W Państwie Izrael chrześcijanie nie mają najłatwiejszego życia.
Część z nich żyje po prostu z turystów, z pielgrzymów. Kupowanie ich rękodzieła, ich usług, to też jakaś forma pomocy. Bez tego - kto wie - może wszyscy by wyemigrowali z Ziemi Świętej za chlebem. Obyśmy nie doczekali czasów, gdy w ojczyźnie Chrystusa nie będzie w ogóle chrześcijan.

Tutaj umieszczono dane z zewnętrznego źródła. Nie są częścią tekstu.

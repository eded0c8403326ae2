//! Per-section block builders shared by the layout strategies.
//!
//! Every builder returns an empty vec for an empty section, so empty
//! sections contribute nothing to the document.

use super::document::{Block, Line, Role, Span};
use crate::resume::{
    Award, Certification, Education, Experience, Language, PersonalInfo, Project, Reference,
    Resume, SkillCategory, VolunteerEntry,
};

/// The header band: name, contact row, link row.
pub fn header(info: &PersonalInfo, tall: bool) -> Block {
    let mut lines = vec![Line::from_span(info.full_name(), Role::Title)];

    let contact: Vec<&str> = [
        info.email.as_str(),
        info.phone.as_str(),
        info.location.as_str(),
    ]
    .into_iter()
    .filter(|v| !v.is_empty())
    .collect();
    if !contact.is_empty() {
        lines.push(Line::from_span(contact.join("  •  "), Role::Subtitle));
    }

    let links: Vec<&str> = [
        info.website.as_str(),
        info.linkedin.as_str(),
        info.github.as_str(),
    ]
    .into_iter()
    .filter(|v| !v.is_empty())
    .collect();
    if !links.is_empty() {
        lines.push(Line::from_span(links.join("  •  "), Role::Subtitle));
    }

    Block::Header { lines, tall }
}

pub fn summary(info: &PersonalInfo) -> Vec<Block> {
    if info.summary.trim().is_empty() {
        return Vec::new();
    }
    let mut blocks = vec![Block::SectionTitle("Professional Summary".to_string())];
    blocks.extend(paragraph(&info.summary, Role::Body));
    blocks.push(Block::Spacer);
    blocks
}

pub fn experience(entries: &[Experience]) -> Vec<Block> {
    if entries.is_empty() {
        return Vec::new();
    }
    let mut blocks = vec![Block::SectionTitle("Experience".to_string())];
    for entry in entries {
        blocks.push(Block::Text(Line::from_span(&entry.position, Role::Emphasis)));
        blocks.push(Block::Text(joined_line(&[
            (&entry.company, Role::Accent),
            (&entry.location, Role::Dim),
        ])));
        blocks.push(Block::Text(Line::from_span(entry.date_range(), Role::Dim)));
        blocks.extend(paragraph(&entry.description, Role::Body));
        blocks.push(Block::Spacer);
    }
    blocks
}

pub fn education(entries: &[Education]) -> Vec<Block> {
    if entries.is_empty() {
        return Vec::new();
    }
    let mut blocks = vec![Block::SectionTitle("Education".to_string())];
    for entry in entries {
        let degree = if entry.field.is_empty() {
            entry.degree.clone()
        } else {
            format!("{} in {}", entry.degree, entry.field)
        };
        blocks.push(Block::Text(Line::from_span(degree, Role::Emphasis)));
        blocks.push(Block::Text(joined_line(&[
            (&entry.institution, Role::Accent),
            (&entry.location, Role::Dim),
        ])));
        blocks.push(Block::Text(Line::from_span(
            format!("{} - {}", entry.start_date, entry.end_date),
            Role::Dim,
        )));
        if let Some(gpa) = &entry.gpa {
            if !gpa.is_empty() {
                blocks.push(Block::Text(Line::from_span(format!("GPA: {gpa}"), Role::Dim)));
            }
        }
        blocks.push(Block::Spacer);
    }
    blocks
}

/// Skills grouped by category, each as a level bar.
pub fn skills(resume: &Resume) -> Vec<Block> {
    if resume.skills.is_empty() {
        return Vec::new();
    }
    let mut blocks = vec![Block::SectionTitle("Skills".to_string())];
    for category in SkillCategory::ALL {
        let in_category = resume.skills_in_category(category);
        if in_category.is_empty() {
            continue;
        }
        blocks.push(Block::Text(Line::from_span(
            category.to_string(),
            Role::Emphasis,
        )));
        for skill in in_category {
            blocks.push(Block::SkillBar {
                name: skill.name.clone(),
                level: skill.level,
            });
        }
        blocks.push(Block::Spacer);
    }
    blocks
}

/// Skills as one flat list of bars, for the sidebar.
pub fn skills_flat(resume: &Resume) -> Vec<Block> {
    if resume.skills.is_empty() {
        return Vec::new();
    }
    let mut blocks = vec![Block::SectionTitle("Skills".to_string())];
    for skill in &resume.skills {
        blocks.push(Block::SkillBar {
            name: skill.name.clone(),
            level: skill.level,
        });
    }
    blocks.push(Block::Spacer);
    blocks
}

pub fn projects(entries: &[Project]) -> Vec<Block> {
    if entries.is_empty() {
        return Vec::new();
    }
    let mut blocks = vec![Block::SectionTitle("Projects".to_string())];
    for entry in entries {
        blocks.push(Block::Text(Line::from_span(&entry.name, Role::Emphasis)));
        blocks.extend(paragraph(&entry.description, Role::Body));
        if !entry.technologies.is_empty() {
            blocks.push(Block::Text(Line::from_span(
                entry.technologies.join(" · "),
                Role::Accent,
            )));
        }
        for link in [&entry.url, &entry.github].into_iter().flatten() {
            if !link.is_empty() {
                blocks.push(Block::Text(Line::from_span(link, Role::Accent)));
            }
        }
        blocks.push(Block::Spacer);
    }
    blocks
}

pub fn certifications(entries: &[Certification]) -> Vec<Block> {
    if entries.is_empty() {
        return Vec::new();
    }
    let mut blocks = vec![Block::SectionTitle("Certifications".to_string())];
    for entry in entries {
        blocks.push(Block::Text(Line::from_span(&entry.name, Role::Emphasis)));
        blocks.push(Block::Text(joined_line(&[
            (&entry.issuer, Role::Accent),
            (&entry.date, Role::Dim),
        ])));
        if let Some(expiry) = &entry.expiry_date {
            if !expiry.is_empty() {
                blocks.push(Block::Text(Line::from_span(
                    format!("Expires {expiry}"),
                    Role::Dim,
                )));
            }
        }
        if let Some(credential) = &entry.credential_id {
            if !credential.is_empty() {
                blocks.push(Block::Text(Line::from_span(
                    format!("Credential {credential}"),
                    Role::Dim,
                )));
            }
        }
        blocks.push(Block::Spacer);
    }
    blocks
}

pub fn languages(entries: &[Language]) -> Vec<Block> {
    if entries.is_empty() {
        return Vec::new();
    }
    let mut blocks = vec![Block::SectionTitle("Languages".to_string())];
    for entry in entries {
        blocks.push(Block::SkillBar {
            name: format!("{} ({})", entry.name, entry.proficiency),
            level: entry.level,
        });
    }
    blocks.push(Block::Spacer);
    blocks
}

pub fn awards(entries: &[Award]) -> Vec<Block> {
    if entries.is_empty() {
        return Vec::new();
    }
    let mut blocks = vec![Block::SectionTitle("Awards".to_string())];
    for entry in entries {
        blocks.push(Block::Text(Line::from_span(&entry.title, Role::Emphasis)));
        blocks.push(Block::Text(joined_line(&[
            (&entry.issuer, Role::Accent),
            (&entry.date, Role::Dim),
        ])));
        if let Some(description) = &entry.description {
            blocks.extend(paragraph(description, Role::Body));
        }
        blocks.push(Block::Spacer);
    }
    blocks
}

pub fn volunteer(entries: &[VolunteerEntry]) -> Vec<Block> {
    if entries.is_empty() {
        return Vec::new();
    }
    let mut blocks = vec![Block::SectionTitle("Volunteer Experience".to_string())];
    for entry in entries {
        blocks.push(Block::Text(Line::from_span(&entry.position, Role::Emphasis)));
        blocks.push(Block::Text(joined_line(&[
            (&entry.organization, Role::Accent),
            (&entry.location, Role::Dim),
        ])));
        blocks.push(Block::Text(Line::from_span(entry.date_range(), Role::Dim)));
        blocks.extend(paragraph(&entry.description, Role::Body));
        blocks.push(Block::Spacer);
    }
    blocks
}

pub fn references(entries: &[Reference]) -> Vec<Block> {
    if entries.is_empty() {
        return Vec::new();
    }
    let mut blocks = vec![Block::SectionTitle("References".to_string())];
    for entry in entries {
        blocks.push(Block::Text(Line::from_span(&entry.name, Role::Emphasis)));
        blocks.push(Block::Text(joined_line(&[
            (&entry.position, Role::Dim),
            (&entry.company, Role::Accent),
        ])));
        blocks.push(Block::Text(joined_line(&[
            (&entry.email, Role::Accent),
            (&entry.phone, Role::Dim),
        ])));
        if !entry.relationship.is_empty() {
            blocks.push(Block::Text(Line::from_span(&entry.relationship, Role::Dim)));
        }
        blocks.push(Block::Spacer);
    }
    blocks
}

/// Contact details as a sidebar section.
pub fn contact_sidebar(info: &PersonalInfo) -> Vec<Block> {
    let details: Vec<(&str, Role)> = [
        (info.email.as_str(), Role::Accent),
        (info.phone.as_str(), Role::Body),
        (info.location.as_str(), Role::Body),
        (info.website.as_str(), Role::Accent),
        (info.linkedin.as_str(), Role::Accent),
        (info.github.as_str(), Role::Accent),
    ]
    .into_iter()
    .filter(|(v, _)| !v.is_empty())
    .collect();

    if details.is_empty() {
        return Vec::new();
    }
    let mut blocks = vec![Block::SectionTitle("Contact".to_string())];
    for (value, role) in details {
        blocks.push(Block::Text(Line::from_span(value, role)));
    }
    blocks.push(Block::Spacer);
    blocks
}

/// Split multi-line text into body lines, dropping blank edges.
fn paragraph(text: &str, role: Role) -> Vec<Block> {
    text.trim()
        .lines()
        .map(|line| Block::Text(Line::from_span(line.trim_end(), role)))
        .collect()
}

/// Join the non-empty parts with a separator, keeping per-part roles.
fn joined_line(parts: &[(&str, Role)]) -> Line {
    let mut spans = Vec::new();
    for (text, role) in parts.iter().filter(|(t, _)| !t.is_empty()) {
        if !spans.is_empty() {
            spans.push(Span::new("  •  ", Role::Dim));
        }
        spans.push(Span::new(*text, *role));
    }
    Line { spans }
}
//! # Persistent Stores
//!
//! The three storage-backed state containers: resume data, template
//! selection, and theme selection.
//!
//! ## Storage Location
//!
//! ```text
//! ~/.config/vitae/
//! ├── resume.json     the Resume aggregate
//! ├── template.json   the selected template id
//! └── theme.json      predefined theme id, or the full custom theme
//! ```
//!
//! The `directories` crate resolves the platform-appropriate config
//! directory; tests and the `--data-dir` flag substitute their own root.
//!
//! Each store follows the same discipline: load once at startup (a missing
//! file means defaults; a file that fails to parse is logged to stderr and
//! treated as missing), keep the value in memory, and write the full
//! serialized value back synchronously after every change. Stores perform
//! no validation; callers validate before updating. Concurrent processes
//! are not coordinated: the last writer wins.

pub mod resume;
pub mod template;
pub mod theme;

pub use resume::ResumeStore;
pub use template::TemplateStore;
pub use theme::{ThemeSelection, ThemeStore};

use anyhow::{Context, Result};
use std::path::{Path, PathBuf};

/// Resolved file paths for the three stores.
#[derive(Debug, Clone)]
pub struct StorePaths {
    pub resume: PathBuf,
    pub template: PathBuf,
    pub theme: PathBuf,
}

impl StorePaths {
    /// Paths under the platform config directory (`~/.config/vitae` on
    /// Linux).
    pub fn resolve() -> Result<Self> {
        let dirs = directories::ProjectDirs::from("", "", "vitae")
            .context("Could not determine config directory")?;
        Ok(Self::in_dir(dirs.config_dir()))
    }

    /// Paths under an explicit root. Used by tests and `--data-dir`.
    pub fn in_dir(root: &Path) -> Self {
        Self {
            resume: root.join("resume.json"),
            template: root.join("template.json"),
            theme: root.join("theme.json"),
        }
    }
}

/// Write `contents` to `path`, creating parent directories as needed.
pub(crate) fn write_json(path: &Path, contents: &str) -> Result<()> {
    if let Some(parent) = path.parent() {
        std::fs::create_dir_all(parent)
            .with_context(|| format!("Failed to create data directory: {}", parent.display()))?;
    }
    std::fs::write(path, contents)
        .with_context(|| format!("Failed to write data file: {}", path.display()))?;
    Ok(())
}
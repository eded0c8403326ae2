//! Resume data model, typed updates, and the shared section-editor state
//! machine.

pub mod editor;
pub mod model;
pub mod patch;

pub use editor::{EditorMode, EditorState, Field, FieldValue, FormBuffer};
pub use model::{
    clamp_level, new_id, Award, Certification, Education, Experience, Language, PersonalInfo,
    Proficiency, Project, Reference, Resume, Skill, SkillCategory, VolunteerEntry,
};
pub use patch::ResumePatch;
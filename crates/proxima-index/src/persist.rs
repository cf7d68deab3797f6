//! The snapshot format.
//!
//! One little-endian file:
//!
//! ```text
//! magic "USEARCH\0" | version u32 | dims u32 | element u32 | metric u32
//! M u32 | M0 u32 | ef_construction u32 | ef_search u32
//! size u64 | capacity u64 | entry u32 (0xFFFFFFFF if empty) | max_level u32
//! level_lambda f64
//! per node, id = 0..size: label i64, top_layer u32,
//!                         per layer 0..=top_layer { count u32, ids u32×count }
//! zero padding to a 64-byte boundary
//! vector arena: size × stride raw bytes
//! ```
//!
//! The magic string, version and enum codes are a stable contract. `load`
//! materializes everything into owned memory; `view` keeps the mapping and
//! serves node lists and vectors from it in place.

use crate::node::{LinkLists, LinkParams, Node, NodeId, INVALID_NODE, MAX_LEVEL};
use crate::{CoreState, Index};
use byteorder::{LittleEndian, ReadBytesExt, WriteBytesExt};
use memmap2::Mmap;
use proxima_core::{Error, IndexOptions, Kernel, MetricKind, Result, ScalarKind};
use std::fs::File;
use std::io::{BufReader, BufWriter, Cursor, Read, Write};
use std::path::Path;
use std::sync::Arc;

pub(crate) const MAGIC: &[u8; 8] = b"USEARCH\0";
pub(crate) const VERSION: u32 = 1;
const HEADER_LEN: usize = 72;
const ARENA_ALIGN: u64 = 64;

#[inline]
fn align_up(offset: u64) -> u64 {
    (offset + ARENA_ALIGN - 1) & !(ARENA_ALIGN - 1)
}

struct Header {
    dims: u32,
    element: u32,
    metric: u32,
    m: u32,
    m0: u32,
    expansion_add: u32,
    expansion_search: u32,
    size: u64,
    capacity: u64,
    entry: u32,
    max_level: u32,
    level_lambda: f64,
}

impl Header {
    fn read(input: &mut impl Read) -> Result<Self> {
        let mut magic = [0u8; 8];
        input.read_exact(&mut magic)?;
        if &magic != MAGIC {
            return Err(Error::IncompatibleFile("bad magic string".into()));
        }
        let version = input.read_u32::<LittleEndian>()?;
        if version != VERSION {
            return Err(Error::IncompatibleFile(format!(
                "file version {version}, engine speaks {VERSION}"
            )));
        }
        let header = Self {
            dims: input.read_u32::<LittleEndian>()?,
            element: input.read_u32::<LittleEndian>()?,
            metric: input.read_u32::<LittleEndian>()?,
            m: input.read_u32::<LittleEndian>()?,
            m0: input.read_u32::<LittleEndian>()?,
            expansion_add: input.read_u32::<LittleEndian>()?,
            expansion_search: input.read_u32::<LittleEndian>()?,
            size: input.read_u64::<LittleEndian>()?,
            capacity: input.read_u64::<LittleEndian>()?,
            entry: input.read_u32::<LittleEndian>()?,
            max_level: input.read_u32::<LittleEndian>()?,
            level_lambda: input.read_f64::<LittleEndian>()?,
        };
        header.sanity()?;
        Ok(header)
    }

    fn sanity(&self) -> Result<()> {
        if self.m < 2 || self.m0 < self.m {
            return Err(Error::IncompatibleFile(format!(
                "connectivity {}/{} is malformed",
                self.m, self.m0
            )));
        }
        if self.capacity < self.size {
            return Err(Error::IncompatibleFile(format!(
                "capacity {} below size {}",
                self.capacity, self.size
            )));
        }
        if self.max_level as usize > MAX_LEVEL {
            return Err(Error::IncompatibleFile(format!(
                "max level {} above the engine cap {MAX_LEVEL}",
                self.max_level
            )));
        }
        if self.size > 0 && u64::from(self.entry) >= self.size {
            return Err(Error::IncompatibleFile(format!(
                "entry id {} is not a live node",
                self.entry
            )));
        }
        if self.size == 0 && self.entry != INVALID_NODE {
            return Err(Error::IncompatibleFile(
                "empty index carries an entry point".into(),
            ));
        }
        Ok(())
    }

    /// The geometry/metric checks that make a file loadable into this index.
    fn check_compatible(&self, options: &IndexOptions, kernel: &Kernel) -> Result<()> {
        if self.dims as usize != options.dimensions {
            return Err(Error::IncompatibleFile(format!(
                "file holds {}-dimensional vectors, index expects {}",
                self.dims, options.dimensions
            )));
        }
        let element = ScalarKind::from_code(self.element)
            .ok_or_else(|| Error::IncompatibleFile(format!("unknown element code {}", self.element)))?;
        if element != options.scalar {
            return Err(Error::IncompatibleFile(format!(
                "file element kind {element:?}, index expects {:?}",
                options.scalar
            )));
        }
        let metric = MetricKind::from_code(self.metric)
            .ok_or_else(|| Error::IncompatibleFile(format!("unknown metric code {}", self.metric)))?;
        if metric != kernel.metric().kind() {
            return Err(Error::IncompatibleFile(format!(
                "file metric {metric:?}, index runs {:?}",
                kernel.metric().kind()
            )));
        }
        Ok(())
    }

    fn params(&self) -> LinkParams {
        LinkParams { m: self.m as usize, m0: self.m0 as usize }
    }
}

/// Replacement state produced by `load`/`view`.
pub(crate) struct Loaded {
    pub params: LinkParams,
    pub level_lambda: f64,
    pub size: u32,
    pub entry: u32,
    pub max_level: u32,
    pub expansion_add: u32,
    pub expansion_search: u32,
    pub nodes: Vec<Node>,
    pub vectors: proxima_store::VectorStore,
    pub mapped: Option<MappedGraph>,
}

/// Read-only graph topology served from a mapping.
pub(crate) struct MappedGraph {
    map: Arc<Mmap>,
    pub(crate) refs: Vec<MappedNode>,
}

pub(crate) struct MappedNode {
    pub label: i64,
    pub top_layer: u32,
    /// Absolute offset of this node's first `{count, ids}` layer record.
    links_at: usize,
}

impl MappedGraph {
    pub(crate) fn links_into(&self, id: NodeId, layer: usize, out: &mut Vec<NodeId>) {
        let node = &self.refs[id as usize];
        if layer > node.top_layer as usize {
            return;
        }
        let mut at = node.links_at;
        for _ in 0..layer {
            let count = read_u32_at(&self.map, at) as usize;
            at += 4 + 4 * count;
        }
        let count = read_u32_at(&self.map, at) as usize;
        at += 4;
        out.reserve(count);
        for slot in 0..count {
            out.push(read_u32_at(&self.map, at + 4 * slot));
        }
    }
}

#[inline]
fn read_u32_at(bytes: &[u8], at: usize) -> u32 {
    u32::from_le_bytes([bytes[at], bytes[at + 1], bytes[at + 2], bytes[at + 3]])
}

#[inline]
fn read_i64_at(bytes: &[u8], at: usize) -> i64 {
    let mut raw = [0u8; 8];
    raw.copy_from_slice(&bytes[at..at + 8]);
    i64::from_le_bytes(raw)
}

pub(crate) fn save(
    index: &Index,
    state: &CoreState,
    size: u32,
    entry: u64,
    path: &Path,
) -> Result<()> {
    let params = state.params;
    let mut out = BufWriter::new(File::create(path)?);

    out.write_all(MAGIC)?;
    out.write_u32::<LittleEndian>(VERSION)?;
    out.write_u32::<LittleEndian>(index.dimensions() as u32)?;
    out.write_u32::<LittleEndian>(index.scalar().code())?;
    out.write_u32::<LittleEndian>(index.metric_kind().code())?;
    out.write_u32::<LittleEndian>(params.m as u32)?;
    out.write_u32::<LittleEndian>(params.m0 as u32)?;
    out.write_u32::<LittleEndian>(index.expansion_add() as u32)?;
    out.write_u32::<LittleEndian>(index.expansion_search() as u32)?;
    out.write_u64::<LittleEndian>(u64::from(size))?;
    out.write_u64::<LittleEndian>(state.vectors.capacity() as u64)?;
    out.write_u32::<LittleEndian>(crate::entry_id(entry))?;
    out.write_u32::<LittleEndian>(crate::entry_level(entry))?;
    out.write_f64::<LittleEndian>(state.level_lambda)?;

    let mut position = HEADER_LEN as u64;
    let mut list = Vec::new();
    for id in 0..size {
        let top_layer = state.top_layer(id);
        out.write_i64::<LittleEndian>(state.label(id))?;
        out.write_u32::<LittleEndian>(top_layer as u32)?;
        position += 12;
        for layer in 0..=top_layer {
            state.links_into(id, layer, &mut list);
            out.write_u32::<LittleEndian>(list.len() as u32)?;
            for &neighbor in &list {
                out.write_u32::<LittleEndian>(neighbor)?;
            }
            position += 4 + 4 * list.len() as u64;
        }
    }

    let padding = align_up(position) - position;
    out.write_all(&vec![0u8; padding as usize])?;

    state.vectors.copy_out(size as usize, &mut out)?;
    out.flush()?;
    Ok(())
}

pub(crate) fn load(path: &Path, options: &IndexOptions, kernel: &Kernel) -> Result<Loaded> {
    let mut input = BufReader::new(File::open(path)?);
    let header = Header::read(&mut input)?;
    header.check_compatible(options, kernel)?;
    let params = header.params();
    let capacity = header.capacity as usize;
    let size = header.size as u32;

    let mut nodes = Vec::new();
    nodes.resize_with(capacity, Node::empty);
    let mut position = HEADER_LEN as u64;
    let mut list: Vec<NodeId> = Vec::new();
    for id in 0..size {
        let label = input.read_i64::<LittleEndian>()?;
        let top_layer = input.read_u32::<LittleEndian>()? as usize;
        if top_layer > MAX_LEVEL {
            return Err(Error::IncompatibleFile(format!(
                "node {id} claims top layer {top_layer}"
            )));
        }
        position += 12;
        let mut links = LinkLists::new(top_layer, params);
        for layer in 0..=top_layer {
            let count = input.read_u32::<LittleEndian>()? as usize;
            if count > params.cap(layer) {
                return Err(Error::IncompatibleFile(format!(
                    "node {id} holds {count} neighbors at layer {layer}, cap is {}",
                    params.cap(layer)
                )));
            }
            list.clear();
            for _ in 0..count {
                let neighbor = input.read_u32::<LittleEndian>()?;
                if u64::from(neighbor) >= header.size {
                    return Err(Error::IncompatibleFile(format!(
                        "node {id} links to non-live node {neighbor}"
                    )));
                }
                list.push(neighbor);
            }
            links.set_layer(layer, params, &list);
            position += 4 + 4 * count as u64;
        }
        let slot = nodes[id as usize].slot.get_mut();
        slot.label = label;
        slot.links = Some(links);
    }

    let padding = (align_up(position) - position) as usize;
    let mut scrap = [0u8; ARENA_ALIGN as usize];
    input.read_exact(&mut scrap[..padding])?;

    let mut vectors = proxima_store::VectorStore::new(kernel.payload());
    vectors.reserve(capacity)?;
    vectors.fill_from(size as usize, &mut input)?;

    Ok(Loaded {
        params,
        level_lambda: header.level_lambda,
        size,
        entry: header.entry,
        max_level: header.max_level,
        expansion_add: header.expansion_add,
        expansion_search: header.expansion_search,
        nodes,
        vectors,
        mapped: None,
    })
}

pub(crate) fn view(path: &Path, options: &IndexOptions, kernel: &Kernel) -> Result<Loaded> {
    let file = File::open(path)?;
    // Safety: the mapping is read-only; the documented caller contract is
    // that nobody truncates the snapshot while it is being served.
    let map = Arc::new(unsafe { Mmap::map(&file)? });

    let mut cursor = Cursor::new(&map[..]);
    let header = Header::read(&mut cursor)?;
    header.check_compatible(options, kernel)?;
    let params = header.params();
    let size = header.size as u32;

    let mut refs = Vec::with_capacity(size as usize);
    let mut at = HEADER_LEN;
    for id in 0..size {
        if at + 12 > map.len() {
            return Err(Error::IncompatibleFile(format!(
                "file truncated inside node {id}"
            )));
        }
        let label = read_i64_at(&map, at);
        let top_layer = read_u32_at(&map, at + 8);
        if top_layer as usize > MAX_LEVEL {
            return Err(Error::IncompatibleFile(format!(
                "node {id} claims top layer {top_layer}"
            )));
        }
        at += 12;
        let links_at = at;
        for layer in 0..=top_layer as usize {
            if at + 4 > map.len() {
                return Err(Error::IncompatibleFile(format!(
                    "file truncated inside node {id}"
                )));
            }
            let count = read_u32_at(&map, at) as usize;
            if count > params.cap(layer) {
                return Err(Error::IncompatibleFile(format!(
                    "node {id} holds {count} neighbors at layer {layer}, cap is {}",
                    params.cap(layer)
                )));
            }
            if at + 4 + 4 * count > map.len() {
                return Err(Error::IncompatibleFile(format!(
                    "file truncated inside node {id}"
                )));
            }
            for slot in 0..count {
                let neighbor = read_u32_at(&map, at + 4 + 4 * slot);
                if u64::from(neighbor) >= header.size {
                    return Err(Error::IncompatibleFile(format!(
                        "node {id} links to non-live node {neighbor}"
                    )));
                }
            }
            at += 4 + 4 * count;
        }
        if at > map.len() {
            return Err(Error::IncompatibleFile(format!(
                "file truncated inside node {id}"
            )));
        }
        refs.push(MappedNode { label, top_layer, links_at });
    }

    let arena_at = align_up(at as u64) as usize;
    let vectors =
        proxima_store::VectorStore::mapped(map.clone(), arena_at, kernel.payload(), size as usize)?;

    Ok(Loaded {
        params,
        level_lambda: header.level_lambda,
        size,
        entry: header.entry,
        max_level: header.max_level,
        expansion_add: header.expansion_add,
        expansion_search: header.expansion_search,
        nodes: Vec::new(),
        vectors,
        mapped: Some(MappedGraph { map, refs }),
    })
}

Mamy w Kanie Galilejskiej zaprzyjaźnioną chrześcijańską rodzinę, która najzwyczajniej na świecie, po drodze do kościoła cudu przemiany wody w wino, sprzedaje nawet nie wino, a pyszne, świeżo tłoczone soczki z pomarańczy czy z granatów.
Przyjaciele z Kany Galilejskiej |
Cieszymy się, że choć w ten sposób możemy ich wspierać.
Soczek z granatów - bajka! |
Trochę nam 2 lata temu ks. Tomek o nich opowiadał. Nie mają łatwo. Żeby wykształcić dzieci muszą ich posłać do Europy, bo na izraelskie studia nie mają szans się dostać. A to oczywiście sporo kosztuje. Z pewnością za to nie narzekają na deficyt radości i życzliwości do nas pielgrzymów.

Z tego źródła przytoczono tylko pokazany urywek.